Parachat Béhaaloté’ha, La volonté d’accomplir

 

La volonté d’accomplir

Dans le
domaine spirituel, D.ieu observe notre volonté et notre
ambition intrinsèques. Et c’est en fonction de cette
volonté qu’Il nous accorde tous les moyens pour
réussir.

Tout au
début de la paracha, on nous parle de la
mitsva relative au Candélabre (la
ménora), concernant en particulier la tribu de
Lévy, les descendants d’Aaron, le frère de
Moïse. Pourquoi parler à nouveau de cette
mitsva, déjà prescrite dans la paracha
de Tetsavé, dans Chemoth, le deuxième livre de la
Torah?

Parce
qu’à la fin de la parachaqui
précède celle de Nasso, on nous cite
l’inauguration de l’Autel Saint
(‘hanoukathhamisbéa’h), au cours
de laquelle les représentants de toutes les tribus venaient
offrir des offrandes à D.ieu.

Le Midrach nous
raconte qu’Aaron hacohen ressentit à cette
occasion une grande

tristesse, un
profond regret. En effet, ni lui, ni aucun représentant de
sa tribu n’avait été désigné pour
participer à cette fête. D.ieu s’adressa alors
à lui : « Tu sembles triste de n’avoir pas
été associé à cette
réjouissance. Mais Je te réserve mieux : la
lumière du Candélabre (la ménora)
» (Tan’houma Beaalote’ha 5).

La
promesse faite à Aaron

Selon le
commentaire de Na’hmanide (Nombres 8 ; 2), cette promesse
divine faite à Aaron ne concerne pas seulement le
Candélabre, qui avait une fonction seulement durant la
période du Temple (le Beith hamikdach), mais elle
fait également allusion à une autre consolation pour
Aaron, alors même que le temple ne sera pas encore
reconstruit : ce sera l’un de ses descendants qui sera le
héros de l’épisode avec les Asmonéens,
commémoré par la fête de ‘Hanoucca.

Qu’apprenons-nous de ce Midrach ?

Une idée
que l’on retrouve à différents endroits dans la
Torah. Notamment lorsque les filles de Tsélof’hade
demandèrent un droit à l’héritage :
« Pourquoi n’aurions-nous pas, comme les autres
Bné-Israël, une part en
Erets-Israël, en terre sainte ? » (Nombres 27 ;
4). Et D.ieu la leur accorda. Ou bien encore lorsque ceux qui
avaient été rendus impurs au contact d’un mort,
et qui n’avaient donc pas pu célébrer la
fête de Pessa’h, demandèrent une session de
rattrapage (cf. Nombres 9 ; 7). Là encore, D.ieu leur offrit
le Pessa’h chéni, le deuxième volet de
Pessa’h, un mois plus tard.

Et
toutes les embûches tomberont

On apprend donc
ici une idée fondamentale : lorsqu’on veut
sincèrement faire les mitsvoth, rien ne peut nous en
enlever la possibilité.
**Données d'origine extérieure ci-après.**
/// Decode one raw buffer into the canonical RGB frame
fn decode_frame(
    buf: &[u8],
    resolution: Resolution,
    pixel: PixelLayout,
    sequence: u64,
) -> Result<Frame> {
    let width = resolution.width;
    let height = resolution.height;
    let mut data = vec![0u8; (width * height * FRAME_CHANNELS) as usize];

    match pixel {
        PixelLayout::Rgb3 { stride } => {
            let row_bytes = (width * 3) as usize;
            for y in 0..height as usize {
                let src = y * stride as usize;
                let dst = y * row_bytes;
                let Some(src_row) = buf.get(src..src + row_bytes) else {
                    return Err(CameraError::CaptureFailed("short RGB buffer".into()));
                };
                data[dst..dst + row_bytes].copy_from_slice(src_row);
            }
        }
        PixelLayout::Yuyv { stride } => {
            for y in 0..height {
                for x in 0..width {
                    // YUYV packs two pixels into four bytes sharing U/V
                    let pair = (x & !1) as usize;
                    let offset = y as usize * stride as usize + pair * 2;
                    let Some(quad) = buf.get(offset..offset + 4) else {
                        return Err(CameraError::CaptureFailed("short YUYV buffer".into()));
                    };
                    let luma = if x % 2 == 0 { quad[0] } else { quad[2] };
                    let (r, g, b) = yuv_to_rgb(luma, quad[1], quad[3]);
                    let idx = ((y * width + x) * FRAME_CHANNELS) as usize;
                    data[idx] = r;
                    data[idx + 1] = g;
                    data[idx + 2] = b;
                }
            }
        }
    }

    Ok(Frame::from_rgb(width, height, data, sequence))
}

/// Convert YUV to RGB using the ITU-R BT.601 formula
fn yuv_to_rgb(y: u8, u: u8, v: u8) -> (u8, u8, u8) {
    let y_f = f32::from(y);
    let u_f = f32::from(u) - 128.0;
    let v_f = f32::from(v) - 128.0;

    let r = y_f + 1.402 * v_f;
    let g = y_f - 0.344_14 * u_f - 0.714_14 * v_f;
    let b = y_f + 1.772 * u_f;

    let clamp = |val: f32| val.clamp(0.0, 255.0) as u8;
    (clamp(r), clamp(g), clamp(b))
}

#[cfg(test)]
mod tests {
    use super::*;

    #[test]
    fn test_control_id_values() {
        assert_eq!(V4L2_CID_BRIGHTNESS, 0x0098_0900);
        assert_eq!(V4L2_CID_EXPOSURE_AUTO, 0x009a_0901);
        assert_eq!(V4L2_CID_EXPOSURE_ABSOLUTE, 0x009a_0902);
        assert_eq!(V4L2_CID_ISO_SENSITIVITY, 0x009a_0917);
        assert_eq!(V4L2_CID_SCENE_MODE, 0x009a_091a);
        assert_eq!(V4L2_CID_FLASH_LED_MODE, 0x009c_0901);
    }

    #[test]
    fn test_menu_index_lookup() {
        assert_eq!(menu_index(AWB_MODES, "off"), Some(0));
        assert_eq!(menu_index(AWB_MODES, "cloudy"), Some(3));
        assert_eq!(menu_index(AWB_MODES, "plaid"), None);
    }

    #[test]
    fn test_yuv_grey_point() {
        // neutral chroma maps luma straight through
        assert_eq!(yuv_to_rgb(128, 128, 128), (128, 128, 128));
        assert_eq!(yuv_to_rgb(0, 128, 128), (0, 0, 0));
        assert_eq!(yuv_to_rgb(255, 128, 128), (255, 255, 255));
    }

    #[test]
    fn test_decode_rgb3_respects_stride() {
        let resolution = Resolution {
            width: 2,
            height: 2,
        };
        // rows padded to 8 bytes
        let buf = [
            1, 2, 3, 4, 5, 6, 0, 0, //
            7, 8, 9, 10, 11, 12, 0, 0,
        ];
        let frame =
            decode_frame(&buf, resolution, PixelLayout::Rgb3 { stride: 8 }, 0).unwrap();
        assert_eq!(&frame.data[..], &[1, 2, 3, 4, 5, 6, 7, 8, 9, 10, 11, 12]);
    }

    #[test]
    fn test_decode_rejects_short_buffer() {
        let resolution = Resolution {
            width: 4,
            height: 4,
        };
        let buf = [0u8; 8];
        assert!(decode_frame(&buf, resolution, PixelLayout::Yuyv { stride: 8 }, 0).is_err());
    }
}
Que l’on soit une femme qui
réclame sa part d’héritage ; un homme
touché d’impureté voulant malgré tout
avoir le droit d’offrir des sacrifices ; ou bien encore
quelqu’un à qui D.ieu n’aurait pas donné
accès à une mitsva particulière, rien
ne peut nous enlever notre part à l’accomplissement
des commandements. Si on a l’ambition de bien faire, de
s’attacher à la volonté divine, toutes les
embûches tomberont.

Comme Il l’a
fait pour Aaron avec le Candélabre, pour les filles de
Tsélof’hade en leur offrant un terrain, ou encore pour
les hommes touchés d’impureté en leur donnant
la possibilité de manger du pain azyme un mois après
leurs frères, D.ieu donnera à chacun sa part dans les
mitsvoth.

Car il n’existe pas un homme à qui
D.ieu ne veut pas offrir la possibilité d’accomplir
une mitsva.

Que de ces
paroles, nous puissions prendre des forces, pour nous
reconnaître chacun en une mitsva particulière.
En s’y attachant, en la chérissant et en y apportant
tous nos soins, nous aurons la garantie de montrer à D.ieu
notre attachement à Ses commandements.